Whatever runs from the line with "return Some(Err(err));" to the end of the records below must be copied exactly, with nothing else included.

### [Stored data]
□ □ □ □

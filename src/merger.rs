//! K-way run merger.

use std::cmp::Reverse;
use std::collections::BinaryHeap;
use std::fs;
use std::path::Path;

use crate::buffer::OutputBuffer;
use crate::cursor::RunCursor;
use crate::record::{self, Record, RECORD_WIDTH};
use crate::run::Run;
use crate::sort::SortError;

/// Share of the memory budget given to merge buffers, in percent.
const MERGE_MEMORY_PERCENT: u64 = 80;

/// Merge result statistics.
#[derive(Debug, Clone, Copy, PartialEq, Eq)]
pub struct MergeSummary {
    /// Number of merged runs.
    pub runs: usize,
    /// Number of records written.
    pub records: u64,
    /// Number of bytes written.
    pub bytes: u64,
    /// Buffer capacity assigned to each run cursor, in bytes.
    pub cursor_buffer_size: usize,
    /// Output buffer capacity, in bytes.
    pub output_buffer_size: usize,
}

/// K-way merger.
///
/// Owns one [`RunCursor`] per run and merges them using a min-heap keyed by each cursor's current
/// record. Heap entries are `(record, cursor index)` pairs, so equal records are taken from the
/// lower run index first.
/// Time complexity is *m* \* log(*k*) where *m* is the number of records and *k* the number of runs.
pub struct KWayMerger {
    // binary heap is max-heap by default so we reverse it to convert it to min-heap
    heap: BinaryHeap<Reverse<(Record, usize)>>,
    cursors: Vec<RunCursor>,
    cursor_buffer_size: usize,
    output_buffer_size: usize,
    total_bytes: u64,
}

impl KWayMerger {
    /// Opens a cursor for every run and primes the heap with the first record of each.
    /// Runs must be sorted in ascending order otherwise the result is undefined.
    ///
    /// # Arguments
    /// * `path` - File holding the runs
    /// * `runs` - Run descriptors produced by the chunk-sort pass
    /// * `memory_budget` - Total memory budget split between cursor buffers and the output buffer
    pub fn new(path: &Path, runs: &[Run], memory_budget: usize) -> Result<Self, SortError> {
        let cursor_buffer_size = Self::cursor_buffer_size(memory_budget, runs.len());
        let output_buffer_size = Self::output_buffer_size(memory_budget);
        let total_bytes = runs.iter().map(|run| run.length).sum();

        log::info!(
            "merging {} runs (cursor buffer: {} bytes, output buffer: {} bytes)",
            runs.len(),
            cursor_buffer_size,
            output_buffer_size
        );

        let mut cursors = Vec::with_capacity(runs.len());
        let mut heap = BinaryHeap::with_capacity(runs.len());

        for run in runs {
            let mut cursor = RunCursor::open(path, *run, cursor_buffer_size)?;
            if let Some(value) = cursor.advance()? {
                heap.push(Reverse((value, cursors.len())));
            }
            cursors.push(cursor);
        }

        return Ok(KWayMerger {
            heap,
            cursors,
            cursor_buffer_size,
            output_buffer_size,
            total_bytes,
        });
    }

    /// Buffer capacity of each run cursor: 80% of the budget split evenly between runs,
    /// rounded down to whole records. Never smaller than one record.
    pub fn cursor_buffer_size(memory_budget: usize, runs: usize) -> usize {
        let share = merge_share(memory_budget) / runs.max(1) as u64;
        let size = record::align_down(share.min(usize::MAX as u64) as usize);

        if size < RECORD_WIDTH {
            log::warn!(
                "memory budget of {} bytes is too small for {} runs, using one-record cursor buffers",
                memory_budget,
                runs
            );
            return RECORD_WIDTH;
        }

        return size;
    }

    /// Output buffer capacity: 80% of the budget rounded down to whole records.
    /// Never smaller than one record.
    pub fn output_buffer_size(memory_budget: usize) -> usize {
        let size = record::align_down(merge_share(memory_budget).min(usize::MAX as u64) as usize);

        return size.max(RECORD_WIDTH);
    }

    /// Merges all remaining records into `dest`, replacing its previous contents.
    /// Records already taken through the [`Iterator`] implementation are not written.
    pub fn merge_into(mut self, dest: &Path) -> Result<MergeSummary, SortError> {
        let file = fs::File::create(dest).map_err(|err| SortError::io(dest, 0, err))?;

        // never allocate more than the whole output
        let capacity = (self.output_buffer_size as u64).min(self.total_bytes) as usize;
        let mut output = OutputBuffer::new(file, capacity);

        while let Some(Reverse((value, idx))) = self.heap.pop() {
            output
                .push(value)
                .map_err(|err| SortError::io(dest, output.written(), err))?;
            self.requeue(idx)?;
        }

        let written = output.written();
        let (_, bytes) = output.finish().map_err(|err| SortError::io(dest, written, err))?;

        log::debug!("wrote {} bytes to {}", bytes, dest.display());

        return Ok(MergeSummary {
            runs: self.cursors.len(),
            records: bytes / RECORD_WIDTH as u64,
            bytes,
            cursor_buffer_size: self.cursor_buffer_size,
            output_buffer_size: self.output_buffer_size,
        });
    }

    fn requeue(&mut self, idx: usize) -> Result<(), SortError> {
        if let Some(value) = self.cursors[idx].advance()? {
            self.heap.push(Reverse((value, idx)));
        }

        return Ok(());
    }
}

impl Iterator for KWayMerger {
    type Item = Result<Record, SortError>;

    /// Returns the next record from the runs in ascending order.
    fn next(&mut self) -> Option<Self::Item> {
        let Reverse((value, idx)) = self.heap.pop()?;

        if let Err(err) = self.requeue(idx) {
            return Some(Err(err));
        }

        return Some(Ok(value));
    }
}

fn merge_share(memory_budget: usize) -> u64 {
    memory_budget as u64 * MERGE_MEMORY_PERCENT / 100
}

□ □ □ □

### [Output]
            return Some(Err(err));
        }

        return Some(Ok(value));
    }
}

fn merge_share(memory_budget: usize) -> u64 {
    memory_budget as u64 * MERGE_MEMORY_PERCENT / 100
}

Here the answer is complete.